В качестве ответа Фаулз, вступая в игру с читателем, предлагает ему три варианта финала, которые А. Долинин условно обозначает как «викторианский», «беллетристический» и «экзистенциальный». Первый вариант полностью соответствует викторианским канонам: проявив благоразумие, Чарльз возвращается к своей невесте Эрнестине, чтобы вскоре жениться на ней и прожить долгую, спокойную, благополучную жизнь. Однако читатель, вполне удовлетворенный (если он разделяет условности викторианцев) таким финалом, будет разочарован автором: викторианского хэппи-энда все же не последует. Второй из предлагаемых вариантов, повествующий о счастливом союзе Чарльза и Сары после нескольких лет разлуки, должен, как иронически замечает В. Тимофеев, «удовлетворить ожидания читательниц», хотя и они в итоге окажутся обманутыми [Тимофеев 2003: 81]. И наконец, третий вариант содержит самую неожиданную и далекую от счастливого завершения развязку. Чарльз после нескольких лет поисков находит Сару, но она не соглашается стать его женой, боясь потерять свою независимость.

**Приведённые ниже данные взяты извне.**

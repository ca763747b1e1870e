use super::dotseg::remove_dot_segments;
use super::grammar::{split, split_reference};
use super::parts::{Parts, Path};

/// Resolves reference `r` against base `b`, per RFC 3986 §5.2.2
/// (spec.md §4.4, "Reference resolution"). `strict` controls whether a
/// same-scheme reference is still treated as carrying its own scheme (the
/// "backwards compatibility" escape hatch RFC 3986 §5.2.2 itself names).
pub fn join(b: &Parts, r: &Parts, strict: bool) -> Parts {
    let mut t = Parts::default();
    if r.scheme.is_some() && (strict || r.scheme != b.scheme) {
        t.scheme = r.scheme.clone();
        t.authority = r.authority.clone();
        t.path = remove_dot_segments(&r.path);
        t.query = r.query.clone();
    } else if r.authority.is_some() {
        t.scheme = b.scheme.clone();
        t.authority = r.authority.clone();
        t.path = remove_dot_segments(&r.path);
        t.query = r.query.clone();
    } else if r.path.is_empty() {
        t.scheme = b.scheme.clone();
        t.authority = b.authority.clone();
        t.path = b.path.clone();
        t.query = if r.query.is_some() { r.query.clone() } else { b.query.clone() };
    } else {
        t.scheme = b.scheme.clone();
        t.authority = b.authority.clone();
        t.path = remove_dot_segments(&(if r.path.absolute { r.path.clone() } else { merge(b, r) }));
        t.query = r.query.clone();
    }
    t.fragment = r.fragment.clone();
    t
}

/// If `b` has an authority and an empty path, the merged path is `/` +
/// `r.path`; otherwise it is the concatenation of all-but-the-last segment
/// of `b.path` and `r.path` (RFC 3986 §5.3).
fn merge(b: &Parts, r: &Parts) -> Path {
    if b.authority.is_some() && b.path.is_empty() {
        return Path { absolute: true, segments: r.path.segments.clone() };
    }
    let mut segments = b.path.segments.clone();
    segments.pop();
    segments.extend(r.path.segments.iter().cloned());
    Path { absolute: b.path.absolute, segments }
}

/// Parses `base` as a `URI` and `r` as a `URI-reference`, then resolves
/// `r` against it. Returns `None` if either fails to parse.
pub fn join_strs(base: &str, r: &str, strict: bool) -> Option<Parts> {
    let b = split(base)?;
    let r = split_reference(r)?;
    Some(join(&b, &r, strict))
}

#[cfg(test)]
mod test {
    use super::*;

    fn p(s: &str) -> Parts {
        split_reference(s).unwrap()
    }

    #[test]
    fn relative_path_merges_with_base() {
        let base = split("http://example.com/a/b/c").unwrap();
        let target = join(&base, &p("d"), true);
        assert_eq!(target.to_string(), "http://example.com/a/b/d");
    }

    #[test]
    fn dot_dot_climbs_out_of_base() {
        let base = split("http://example.com/a/b/c").unwrap();
        let target = join(&base, &p("../d"), true);
        assert_eq!(target.to_string(), "http://example.com/a/d");
    }

    #[test]
    fn absolute_path_replaces_base_path() {
        let base = split("http://example.com/a/b/c").unwrap();
        let target = join(&base, &p("/x/y"), true);
        assert_eq!(target.to_string(), "http://example.com/x/y");
    }

    #[test]
    fn authority_reference_keeps_base_scheme_only() {
        let base = split("http://example.com/a").unwrap();
        let target = join(&base, &p("//other.example/z"), true);
        assert_eq!(target.to_string(), "http://other.example/z");
    }

    #[test]
    fn empty_reference_path_keeps_base_path_and_query() {
        let base = split("http://example.com/a?x=1").unwrap();
        let target = join(&base, &p(""), true);
        assert_eq!(target.to_string(), "http://example.com/a?x=1");
    }

    #[test]
    fn fragment_only_reference_keeps_everything_else() {
        let base = split("http://example.com/a?x=1").unwrap();
        let target = join(&base, &p("#frag"), true);
        assert_eq!(target.to_string(), "http://example.com/a?x=1#frag");
    }

    #[test]
    fn join_strs_parses_both_sides() {
        let target = join_strs("http://example.com/a/b/", "../c", true).unwrap();
        assert_eq!(target.to_string(), "http://example.com/a/c");
    }
}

Комментируя окончательный разрыв героев, Фаулз пишет: «Пусть несколько извилистым путем, но я вернулся к моему исходному тезису: божественного вмешательства не существует. И, следовательно, нам остается только жизнь – такая, какой мы, в меру своих способностей (а способности – дело случая), ее сделали сами; жизнь, как определил ее Маркс, – "деятельность преследующего свои цели человека" (надо думать, он имел в виду людей обоего пола)». Этот вывод вполне можно отнести и к судьбе Чарльза Смитсона, который утратил все, но взамен обрел «частицу веры в себя, обнаружил в себе что-то истинно неповторимое, на чем можно строить».
ПЛАН ПРАКТИЧЕСКОГО ЗАНЯТИЯ
1. Эстетические взгляды Дж. Фаулза и их отражение в романе. Место романа в контексте творчества писателя.
2. Жанровое своеобразие и проблематика романа.